* [Source data]
########################################

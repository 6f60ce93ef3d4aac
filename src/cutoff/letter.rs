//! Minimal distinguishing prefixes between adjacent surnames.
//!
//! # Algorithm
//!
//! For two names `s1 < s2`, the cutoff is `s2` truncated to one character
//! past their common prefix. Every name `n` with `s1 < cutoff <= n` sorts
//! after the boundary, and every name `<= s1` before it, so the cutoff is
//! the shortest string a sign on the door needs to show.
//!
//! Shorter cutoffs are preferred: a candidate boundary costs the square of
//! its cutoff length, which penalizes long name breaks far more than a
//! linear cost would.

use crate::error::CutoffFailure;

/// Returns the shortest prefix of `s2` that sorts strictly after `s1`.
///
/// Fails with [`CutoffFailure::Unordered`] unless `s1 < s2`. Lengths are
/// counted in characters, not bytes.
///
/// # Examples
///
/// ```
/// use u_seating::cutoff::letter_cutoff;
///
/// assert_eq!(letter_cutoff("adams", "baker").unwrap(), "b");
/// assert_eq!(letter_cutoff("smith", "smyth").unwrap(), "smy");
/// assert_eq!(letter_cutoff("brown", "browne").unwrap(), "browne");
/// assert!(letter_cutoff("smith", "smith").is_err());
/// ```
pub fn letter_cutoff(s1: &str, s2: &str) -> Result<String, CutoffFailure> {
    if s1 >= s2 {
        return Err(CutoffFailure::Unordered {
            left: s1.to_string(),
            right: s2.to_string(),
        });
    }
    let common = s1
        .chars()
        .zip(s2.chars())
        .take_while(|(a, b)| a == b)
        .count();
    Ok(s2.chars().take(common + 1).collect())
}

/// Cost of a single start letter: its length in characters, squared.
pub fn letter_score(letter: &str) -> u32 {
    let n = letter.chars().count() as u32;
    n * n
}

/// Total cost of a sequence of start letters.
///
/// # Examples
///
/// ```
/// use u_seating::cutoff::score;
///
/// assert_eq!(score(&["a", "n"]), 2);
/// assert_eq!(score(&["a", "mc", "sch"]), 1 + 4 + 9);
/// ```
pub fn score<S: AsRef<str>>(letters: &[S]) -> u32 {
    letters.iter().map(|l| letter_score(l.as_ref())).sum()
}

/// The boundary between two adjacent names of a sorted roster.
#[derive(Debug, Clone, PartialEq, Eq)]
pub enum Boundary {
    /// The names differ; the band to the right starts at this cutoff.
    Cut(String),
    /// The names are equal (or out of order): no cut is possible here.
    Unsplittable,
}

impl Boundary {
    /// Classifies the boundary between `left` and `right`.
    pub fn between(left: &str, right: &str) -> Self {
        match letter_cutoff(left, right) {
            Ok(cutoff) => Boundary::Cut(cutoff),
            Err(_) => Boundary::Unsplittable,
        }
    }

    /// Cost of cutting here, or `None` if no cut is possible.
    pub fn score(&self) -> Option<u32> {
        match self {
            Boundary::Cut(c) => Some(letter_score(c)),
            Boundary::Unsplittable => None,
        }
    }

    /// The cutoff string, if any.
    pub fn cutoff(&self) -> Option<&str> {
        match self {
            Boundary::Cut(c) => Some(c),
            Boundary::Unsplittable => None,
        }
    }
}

########################################

Copy out each line of the data that has the word "shortest" in it.

//! the shortest string a sign on the door needs to show.
/// Returns the shortest prefix of `s2` that sorts strictly after `s1`.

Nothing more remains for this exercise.